Please output every entry below precisely as written.

*** GIVEN RECORDS Section Begins ***

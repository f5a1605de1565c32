//! Tolerance constants for spectrum testing.

/// Floating point rounding errors (exact gain, passthrough).
pub const FLOAT_EPSILON: f32 = 1e-6;

/// Allowed error of a measured bin level against theory, in dB.
/// Covers Hamming scalloping loss for tones between bin centres.
pub const LEVEL_TOLERANCE_DB: f32 = 2.0;

/// Allowed distance between the strongest bin and the tone's exact bin position.
pub const BIN_TOLERANCE: f32 = 1.0;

*** GIVEN RECORDS Section Ends ***

• _OUTPUT OF THE TASK_
repository f5a1605de1565c32
//! Tolerance constants for spectrum testing.

/// Floating point rounding errors (exact gain, passthrough).
pub const FLOAT_EPSILON: f32 = 1e-6;

/// Allowed error of a measured bin level against theory, in dB.
/// Covers Hamming scalloping loss for tones between bin centres.
pub const LEVEL_TOLERANCE_DB: f32 = 2.0;

/// Allowed distance between the strongest bin and the tone's exact bin position.
pub const BIN_TOLERANCE: f32 = 1.0;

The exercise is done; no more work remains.